* _Task objective_: Please report how many lines in the records below contain the word "RecordService", giving only that number.

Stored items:
--------------------------------

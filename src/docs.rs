// src/docs.rs

use utoipa::OpenApi;
use utoipa::openapi::security::{Http, HttpAuthScheme, SecurityScheme};
use crate::handlers;
use crate::models;
use crate::services;

#[derive(OpenApi)]
#[openapi(
    paths(
        // --- Auth ---
        handlers::auth::register,
        handlers::auth::login,
        handlers::auth::logout,

        // --- Users ---
        handlers::auth::get_me,
        handlers::auth::update_me,

        // --- Access ---
        handlers::access::list_permissions,
        handlers::access::get_session,
        handlers::access::get_navigation,
        handlers::access::check_page,
        handlers::access::migrate_legacy,

        // --- Account ---
        handlers::access::update_personal_data,
        handlers::access::change_password,

        // --- Technicians ---
        handlers::technicians::create_technician,
        handlers::technicians::list_technicians,
        handlers::technicians::replace_permissions,
        handlers::technicians::toggle_permission,
        handlers::technicians::link_professional,
        handlers::technicians::delete_technician,

        // --- Records ---
        handlers::records::list_records,
        handlers::records::get_record,
        handlers::records::create_record,
        handlers::records::update_record,
        handlers::records::delete_record,
        handlers::records::release_vehicle,

        // --- Dashboard ---
        handlers::dashboard::get_dashboard,

        // --- Settings ---
        handlers::settings::get_settings,
        handlers::settings::update_logo,
        handlers::settings::remove_logo,

        // --- Realtime ---
        handlers::stream::stream_snapshots,
    ),
    components(
        schemas(
            // --- Auth ---
            models::auth::RegisterOwnerPayload,
            models::auth::LoginPayload,
            models::auth::AuthResponse,
            models::auth::Identity,
            models::auth::ChangePasswordPayload,
            models::auth::UpdateProfilePayload,

            // --- Access ---
            models::access::Role,
            models::access::ResolutionSource,
            models::access::SessionView,
            models::permissions::PermissionKey,
            models::permissions::Permissions,
            models::permissions::Page,
            models::permissions::NavItem,
            models::subscription::SubscriptionState,
            handlers::access::PermissionInfo,
            services::page_gate::PageDecision,
            services::page_gate::DenialReason,
            services::migration_service::MigrationReport,

            // --- Technicians ---
            models::technician::CreateTechnicianPayload,
            models::technician::ReplacePermissionsPayload,
            models::technician::TogglePermissionPayload,
            models::technician::LinkProfessionalPayload,
            models::technician::TechnicianSummary,
            models::technician::UpdatePersonalDataPayload,

            // --- Dashboard ---
            models::dashboard::DashboardStats,
            models::dashboard::DailyRevenue,
            models::dashboard::UpcomingAppointment,
            models::dashboard::TechnicianRank,

            // --- Settings ---
            models::settings::AppSettings,
            models::settings::UpdateLogoPayload,
        )
    ),
    tags(
        (name = "Auth", description = "Cadastro do dono, login e logout"),
        (name = "Users", description = "Dados da conta autenticada"),
        (name = "Access", description = "Papel, oficina, menu e páginas liberadas"),
        (name = "Account", description = "Minha conta: dados pessoais e senha"),
        (name = "Technicians", description = "Equipe técnica e permissões"),
        (name = "Records", description = "Clientes, agenda, pátio, financeiro e demais coleções"),
        (name = "Dashboard", description = "Indicadores do painel"),
        (name = "Settings", description = "Configurações da oficina"),
        (name = "Realtime", description = "Snapshots em tempo real (SSE)")
    ),
    modifiers(&SecurityAddon)
)]
pub struct ApiDoc;

struct SecurityAddon;

impl utoipa::Modify for SecurityAddon {
    fn modify(&self, openapi: &mut utoipa::openapi::OpenApi) {
        let components = openapi.components.get_or_insert_with(Default::default);
        components.add_security_scheme(
            "api_jwt",
            SecurityScheme::Http(Http::new(HttpAuthScheme::Bearer)),
        );
    }
}
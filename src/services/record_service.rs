// src/services/record_service.rs

use std::sync::Arc;

use chrono::{DateTime, Utc};
use serde_json::Value;

use crate::{
    common::{
        error::AppError,
        fields::{str_field, timestamp_value, Fields},
    },
    db::store::{is_valid_id, DocumentStore, StoreError},
    models::{
        access::AccessContext,
        permissions::PermissionKey,
        records::{TenantCollection, APPOINTMENT_FINISHED, YARD_RELEASED},
    },
};

/// Dono pode tudo; técnico precisa de uma das permissões listadas. Lista
/// vazia = coleção só do dono.
pub fn ensure_any(ctx: &AccessContext, required: &[PermissionKey]) -> Result<(), AppError> {
    if ctx.is_admin() {
        return Ok(());
    }
    match required.first() {
        None => Err(AppError::AdminOnly),
        Some(first) if !required.iter().any(|key| ctx.permissions.get(*key)) => {
            Err(AppError::PermissionRequired(*first))
        }
        Some(_) => Ok(()),
    }
}

pub fn ensure_active(ctx: &AccessContext) -> Result<(), AppError> {
    if ctx.subscription.is_active {
        Ok(())
    } else {
        Err(AppError::SubscriptionInactive)
    }
}

pub fn ensure_id(id: &str) -> Result<(), AppError> {
    if is_valid_id(id) {
        Ok(())
    } else {
        Err(AppError::BadRequest(format!("id '{id}' inválido")))
    }
}

// CRUD genérico das coleções de negócio, sempre sob users/{ownerUid}.
#[derive(Clone)]
pub struct RecordService {
    store: Arc<dyn DocumentStore>,
}

impl RecordService {
    pub fn new(store: Arc<dyn DocumentStore>) -> Self {
        Self { store }
    }

    pub async fn list(
        &self,
        ctx: &AccessContext,
        collection: TenantCollection,
    ) -> Result<Vec<Value>, AppError> {
        ensure_any(ctx, collection.rule().read_any)?;
        let docs = self.store.list(&ctx.scope.collection(collection)).await?;
        Ok(docs.iter().map(|doc| doc.to_json_with_id()).collect())
    }

    pub async fn get(
        &self,
        ctx: &AccessContext,
        collection: TenantCollection,
        id: &str,
    ) -> Result<Value, AppError> {
        ensure_any(ctx, collection.rule().read_any)?;
        ensure_id(id)?;
        self.store
            .get(&ctx.scope.record(collection, id))
            .await?
            .map(|doc| doc.to_json_with_id())
            .ok_or_else(|| AppError::NotFound(format!("{}/{}", collection.as_str(), id)))
    }

    pub async fn create(
        &self,
        ctx: &AccessContext,
        collection: TenantCollection,
        mut data: Fields,
        now: DateTime<Utc>,
    ) -> Result<Value, AppError> {
        ensure_any(ctx, collection.rule().write_any)?;
        data.remove("id");
        data.entry("createdAt").or_insert_with(|| timestamp_value(now));

        let path = self.store.add(&ctx.scope.collection(collection), data.clone()).await?;
        tracing::info!("Registro criado em {}.", path);

        data.insert("id".into(), Value::String(path.id().to_string()));
        Ok(Value::Object(data))
    }

    /// Atualiza campos de primeiro nível de um registro existente.
    pub async fn update(
        &self,
        ctx: &AccessContext,
        collection: TenantCollection,
        id: &str,
        mut patch: Fields,
        now: DateTime<Utc>,
    ) -> Result<Value, AppError> {
        ensure_any(ctx, collection.rule().write_any)?;
        ensure_id(id)?;
        patch.remove("id");
        patch.insert("updatedAt".into(), timestamp_value(now));

        let path = ctx.scope.record(collection, id);
        match self.store.update(&path, patch).await {
            Ok(()) => {}
            Err(StoreError::NotFound(_)) => {
                return Err(AppError::NotFound(format!("{}/{}", collection.as_str(), id)));
            }
            Err(e) => return Err(e.into()),
        }
        self.get(ctx, collection, id).await
    }

    pub async fn delete(
        &self,
        ctx: &AccessContext,
        collection: TenantCollection,
        id: &str,
    ) -> Result<(), AppError> {
        ensure_any(ctx, collection.rule().write_any)?;
        ensure_id(id)?;
        self.store.delete(&ctx.scope.record(collection, id)).await?;
        Ok(())
    }

    /// Libera um veículo do pátio. Se ele veio de um agendamento, o
    /// agendamento é finalizado junto.
    pub async fn release_vehicle(
        &self,
        ctx: &AccessContext,
        id: &str,
        now: DateTime<Utc>,
    ) -> Result<Value, AppError> {
        ensure_any(ctx, TenantCollection::Yard.rule().write_any)?;
        ensure_id(id)?;

        let path = ctx.scope.record(TenantCollection::Yard, id);
        let vehicle = self
            .store
            .get(&path)
            .await?
            .ok_or_else(|| AppError::NotFound(format!("yard/{id}")))?;

        let mut patch = Fields::new();
        patch.insert("status".into(), Value::String(YARD_RELEASED.into()));
        patch.insert("exitTime".into(), timestamp_value(now));
        self.store.update(&path, patch).await?;

        if let Some(appointment_id) = str_field(&vehicle.data, "appointmentId").filter(|a| is_valid_id(a)) {
            let mut finished = Fields::new();
            finished.insert("status".into(), Value::String(APPOINTMENT_FINISHED.into()));
            let appointment = ctx.scope.record(TenantCollection::Appointments, &appointment_id);
            match self.store.update(&appointment, finished).await {
                Ok(()) => {}
                Err(StoreError::NotFound(_)) => {
                    tracing::warn!("Agendamento {} do veículo {} não existe mais.", appointment_id, id);
                }
                Err(e) => return Err(e.into()),
            }
        }

        self.get(ctx, TenantCollection::Yard, id).await
    }
}
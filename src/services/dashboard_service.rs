// src/services/dashboard_service.rs

use std::collections::HashMap;
use std::sync::Arc;

use chrono::{DateTime, Datelike, Duration, FixedOffset, NaiveDate, Offset, TimeZone, Utc};
use rust_decimal::Decimal;

use crate::{
    common::error::AppError,
    db::store::DocumentStore,
    models::{
        access::AccessContext,
        dashboard::{DailyRevenue, DashboardStats, TechnicianRank, UpcomingAppointment},
        permissions::PermissionKey,
        records::{Appointment, Client, TenantCollection, Transaction, YardVehicle},
    },
    services::record_service::ensure_any,
};

const UPCOMING_LIMIT: usize = 5;
const RANKING_LIMIT: usize = 5;
const TEAM_KEY: &str = "equipe";
const TEAM_NAME: &str = "Equipe da oficina";

/// Dados brutos já filtrados para o painel.
#[derive(Debug, Default)]
pub struct DashboardData {
    pub transactions: Vec<Transaction>,
    pub appointments: Vec<Appointment>,
    pub clients: Vec<Client>,
    pub yard: Vec<YardVehicle>,
}

impl DashboardData {
    /// Mantém só o que pertence ao técnico informado (clientes não têm dono).
    pub fn for_professional(mut self, professional_id: &str) -> Self {
        self.transactions.retain(|t| t.professional_id == professional_id);
        self.appointments.retain(|a| a.professional_id == professional_id);
        self.yard.retain(|v| v.professional_id == professional_id);
        self
    }
}

fn local_date(at: DateTime<Utc>, offset: &FixedOffset) -> NaiveDate {
    at.with_timezone(offset).date_naive()
}

/// Agregados do painel no fuso da oficina.
pub fn compute_stats(data: &DashboardData, now: DateTime<Utc>, offset: FixedOffset) -> DashboardStats {
    let today = local_date(now, &offset);
    let revenue: Vec<&Transaction> = data.transactions.iter().filter(|t| t.is_revenue()).collect();

    let revenue_today: Decimal = revenue
        .iter()
        .filter(|t| t.date.map(|d| local_date(d, &offset)) == Some(today))
        .map(|t| t.total_amount)
        .sum();

    let appointments_today = data
        .appointments
        .iter()
        .filter(|a| a.date.map(|d| local_date(d, &offset)) == Some(today))
        .count();

    let new_clients_month = data
        .clients
        .iter()
        .filter_map(|c| c.created_at.map(|d| local_date(d, &offset)))
        .filter(|d| d.year() == today.year() && d.month() == today.month())
        .count();

    let pending_commissions: Decimal = revenue.iter().map(|t| t.commission).sum();

    let mut per_day: HashMap<NaiveDate, Decimal> = HashMap::new();
    for t in &revenue {
        if let Some(date) = t.date {
            *per_day.entry(local_date(date, &offset)).or_default() += t.total_amount;
        }
    }
    let weekly_revenue = (0..7)
        .rev()
        .map(|back| {
            let day = today - Duration::days(back);
            DailyRevenue {
                label: day.format("%d/%m").to_string(),
                date: day,
                revenue: per_day.get(&day).copied().unwrap_or_default(),
            }
        })
        .collect();

    // Desde a meia-noite local de hoje.
    let start_of_today = today
        .and_hms_opt(0, 0, 0)
        .and_then(|midnight| offset.from_local_datetime(&midnight).single())
        .map(|local| local.with_timezone(&Utc))
        .unwrap_or(now);
    let mut upcoming: Vec<(DateTime<Utc>, &Appointment)> = data
        .appointments
        .iter()
        .filter_map(|a| a.date.map(|d| (d, a)))
        .filter(|(d, _)| *d >= start_of_today)
        .collect();
    upcoming.sort_by_key(|(d, _)| *d);
    let upcoming_appointments = upcoming
        .into_iter()
        .take(UPCOMING_LIMIT)
        .map(|(date, a)| UpcomingAppointment {
            id: a.id.clone(),
            client_name: a.client_name.clone(),
            date,
            services: a.service_names.clone(),
            vehicle_plate: a.vehicle_plate.clone(),
        })
        .collect();

    let mut ranking: Vec<TechnicianRank> = Vec::new();
    let mut index: HashMap<String, usize> = HashMap::new();
    for t in &revenue {
        let key = [&t.professional_id, &t.professional_name]
            .into_iter()
            .find(|s| !s.is_empty())
            .cloned()
            .unwrap_or_else(|| TEAM_KEY.to_string());
        let slot = *index.entry(key.clone()).or_insert_with(|| {
            ranking.push(TechnicianRank {
                id: if t.professional_id.is_empty() { key.clone() } else { t.professional_id.clone() },
                name: if t.professional_name.is_empty() {
                    TEAM_NAME.to_string()
                } else {
                    t.professional_name.clone()
                },
                total: Decimal::ZERO,
                orders: 0,
            });
            ranking.len() - 1
        });
        ranking[slot].total += t.total_amount;
        ranking[slot].orders += 1;
    }
    // Estável: empates mantêm a ordem de chegada.
    ranking.sort_by(|a, b| b.total.cmp(&a.total));
    ranking.truncate(RANKING_LIMIT);

    DashboardStats {
        revenue_today: Some(revenue_today),
        appointments_today,
        new_clients_month,
        pending_commissions: Some(pending_commissions),
        weekly_revenue: Some(weekly_revenue),
        upcoming_appointments,
        technician_ranking: Some(ranking),
        vehicles_in_yard: data.yard.iter().filter(|v| v.in_yard()).count(),
    }
}

/// Esconde os números financeiros.
pub fn redact_financials(mut stats: DashboardStats) -> DashboardStats {
    stats.revenue_today = None;
    stats.pending_commissions = None;
    stats.weekly_revenue = None;
    stats.technician_ranking = None;
    stats
}

#[derive(Clone)]
pub struct DashboardService {
    store: Arc<dyn DocumentStore>,
    offset: FixedOffset,
}

impl DashboardService {
    pub fn new(store: Arc<dyn DocumentStore>, utc_offset_hours: i32) -> Self {
        let offset = match FixedOffset::east_opt(utc_offset_hours * 3600) {
            Some(offset) => offset,
            None => {
                tracing::warn!("Fuso UTC{:+} inválido; usando UTC.", utc_offset_hours);
                Utc.fix()
            }
        };
        Self { store, offset }
    }

    async fn load_readable(
        &self,
        ctx: &AccessContext,
        collection: TenantCollection,
    ) -> Result<Vec<crate::db::store::Document>, AppError> {
        if ensure_any(ctx, collection.rule().read_any).is_err() {
            return Ok(Vec::new());
        }
        Ok(self.store.list(&ctx.scope.collection(collection)).await?)
    }

    pub async fn stats(
        &self,
        ctx: &AccessContext,
        professional_id: Option<&str>,
        now: DateTime<Utc>,
    ) -> Result<DashboardStats, AppError> {
        let data = DashboardData {
            transactions: self
                .load_readable(ctx, TenantCollection::Transactions)
                .await?
                .iter()
                .map(Transaction::from_document)
                .collect(),
            appointments: self
                .load_readable(ctx, TenantCollection::Appointments)
                .await?
                .iter()
                .map(Appointment::from_document)
                .collect(),
            clients: self
                .load_readable(ctx, TenantCollection::Clients)
                .await?
                .iter()
                .map(Client::from_document)
                .collect(),
            yard: self
                .load_readable(ctx, TenantCollection::Yard)
                .await?
                .iter()
                .map(YardVehicle::from_document)
                .collect(),
        };

        // Técnico sempre vê só os próprios números: os do profissional ligado a
        // ele ou, sem vínculo, os lançados com o próprio uid.
        let filter = if ctx.is_admin() {
            professional_id
        } else {
            Some(ctx.resolved.professional_id().unwrap_or(ctx.identity.uid.as_str()))
        };
        let data = match filter.filter(|id| !id.is_empty()) {
            Some(id) => data.for_professional(id),
            None => data,
        };

        let stats = compute_stats(&data, now, self.offset);
        if ctx.is_admin() || ctx.permissions.get(PermissionKey::Financeiro) {
            Ok(stats)
        } else {
            Ok(redact_financials(stats))
        }
    }
}

#[cfg(test)]
mod tests {
    use super::*;
    use chrono::TimeZone;

    fn offset() -> FixedOffset {
        FixedOffset::west_opt(3 * 3600).unwrap()
    }

    fn tx(id: &str, amount: i64, at: DateTime<Utc>, professional: &str) -> Transaction {
        Transaction {
            id: id.into(),
            kind: "receita".into(),
            total_amount: Decimal::from(amount),
            commission: Decimal::from(amount / 10),
            date: Some(at),
            professional_id: professional.into(),
            professional_name: String::new(),
        }
    }

    #[test]
    fn revenue_is_bucketed_in_business_time() {
        // 10/03 01:00 UTC ainda é 09/03 no fuso -3.
        let now = Utc.with_ymd_and_hms(2025, 3, 10, 15, 0, 0).unwrap();
        let data = DashboardData {
            transactions: vec![
                tx("a", 100, Utc.with_ymd_and_hms(2025, 3, 10, 13, 0, 0).unwrap(), "p1"),
                tx("b", 50, Utc.with_ymd_and_hms(2025, 3, 10, 1, 0, 0).unwrap(), "p2"),
            ],
            ..Default::default()
        };

        let stats = compute_stats(&data, now, offset());
        assert_eq!(stats.revenue_today, Some(Decimal::from(100)));
        assert_eq!(stats.pending_commissions, Some(Decimal::from(15)));

        let week = stats.weekly_revenue.unwrap();
        assert_eq!(week.len(), 7);
        assert_eq!(week[6].label, "10/03");
        assert_eq!(week[5].label, "09/03");
        assert_eq!(week[5].revenue, Decimal::from(50));
    }

    #[test]
    fn ranking_groups_by_professional_and_falls_back_to_team() {
        let now = Utc::now();
        let data = DashboardData {
            transactions: vec![tx("a", 10, now, "p1"), tx("b", 30, now, ""), tx("c", 15, now, "p1")],
            ..Default::default()
        };
        let ranking = compute_stats(&data, now, offset()).technician_ranking.unwrap();
        assert_eq!(ranking[0].id, "equipe");
        assert_eq!(ranking[0].name, "Equipe da oficina");
        assert_eq!(ranking[1].id, "p1");
        assert_eq!(ranking[1].orders, 2);
        assert_eq!(ranking[1].total, Decimal::from(25));
    }

    #[test]
    fn redaction_hides_money_only() {
        let now = Utc::now();
        let data = DashboardData {
            yard: vec![
                YardVehicle { id: "v1".into(), exit_time: None, professional_id: String::new() },
                YardVehicle { id: "v2".into(), exit_time: Some("2025-01-01T10:00".into()), professional_id: String::new() },
            ],
            ..Default::default()
        };
        let stats = redact_financials(compute_stats(&data, now, offset()));
        assert_eq!(stats.revenue_today, None);
        assert_eq!(stats.technician_ranking, None);
        assert_eq!(stats.vehicles_in_yard, 1);
    }

    #[tokio::test]
    async fn linked_technician_sees_only_own_orders() {
        use crate::common::fields::{timestamp_value, Fields};
        use crate::db::{store::SetMode, MemoryDocumentStore};
        use crate::models::{
            access::{EmployeeRecord, ResolutionSource, ResolvedIdentity},
            auth::Identity,
            subscription::SubscriptionState,
        };
        use serde_json::json;

        let store: Arc<dyn DocumentStore> = Arc::new(MemoryDocumentStore::new());
        let record: Fields = json!({
            "adminId": "A",
            "professionalId": "p1",
            "permissions": { "agenda": true, "financeiro": true }
        })
        .as_object()
        .cloned()
        .unwrap();
        let resolved = ResolvedIdentity::employee(
            "t1",
            EmployeeRecord::from_fields("t1", &record),
            ResolutionSource::DirectProfile,
        );
        let ctx = AccessContext {
            identity: Identity { uid: "t1".into(), email: "t1@x.com".into(), display_name: None, photo_url: None },
            scope: resolved.scope().unwrap(),
            permissions: resolved.permissions(),
            subscription: SubscriptionState::evaluate(resolved.subscription_input(), Utc::now()),
            resolved,
        };

        let now = Utc::now();
        for (id, amount, professional) in [("a", 100, "p1"), ("b", 50, "p2"), ("c", 30, "p1")] {
            let mut doc: Fields = json!({ "type": "receita", "totalAmount": amount, "professionalId": professional })
                .as_object()
                .cloned()
                .unwrap();
            doc.insert("date".into(), timestamp_value(now));
            store
                .set(&ctx.scope.record(TenantCollection::Transactions, id), doc, SetMode::Replace)
                .await
                .unwrap();
        }

        let service = DashboardService::new(store, -3);
        // O filtro pedido é ignorado para técnicos.
        let stats = service.stats(&ctx, Some("p2"), now).await.unwrap();
        assert_eq!(stats.revenue_today, Some(Decimal::from(130)));
        let ranking = stats.technician_ranking.unwrap();
        assert_eq!(ranking.len(), 1);
        assert_eq!(ranking[0].id, "p1");
        assert_eq!(ranking[0].orders, 2);
    }
}
// src/middleware/auth.rs

use axum::{
    extract::{FromRequestParts, Request, State},
    http::request::Parts,
    middleware::Next,
    response::Response,
};
use axum_extra::{
    headers::{authorization::Bearer, Authorization},
    TypedHeader,
};

use crate::{
    common::error::{ApiError, AppError},
    config::AppState,
    middleware::i18n::Locale,
    models::auth::Identity,
};

// Valida o JWT e deixa a identidade nas extensions. Não resolve papel nem
// escopo: isso é trabalho do `access_guard`.
pub async fn auth_guard(
    State(app_state): State<AppState>,
    locale: Locale,
    bearer: Option<TypedHeader<Authorization<Bearer>>>,
    mut request: Request,
    next: Next,
) -> Result<Response, ApiError> {
    let Some(TypedHeader(Authorization(bearer))) = bearer else {
        return Err(AppError::InvalidToken.to_api_error(&locale));
    };

    let identity = app_state
        .auth_service
        .identify(bearer.token())
        .await
        .map_err(|e| e.to_api_error(&locale))?;

    request.extensions_mut().insert(identity);
    Ok(next.run(request).await)
}

// Extrator para obter a identidade autenticada diretamente nos handlers
#[derive(Debug, Clone)]
pub struct AuthenticatedUser(pub Identity);

impl<S> FromRequestParts<S> for AuthenticatedUser
where
    S: Send + Sync,
{
    type Rejection = ApiError;

    async fn from_request_parts(parts: &mut Parts, _state: &S) -> Result<Self, Self::Rejection> {
        parts
            .extensions
            .get::<Identity>()
            .cloned()
            .map(AuthenticatedUser)
            .ok_or_else(|| AppError::InvalidToken.to_api_error(&Locale::from_headers(&parts.headers)))
    }
}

--------------------------------

* _Your response_: 2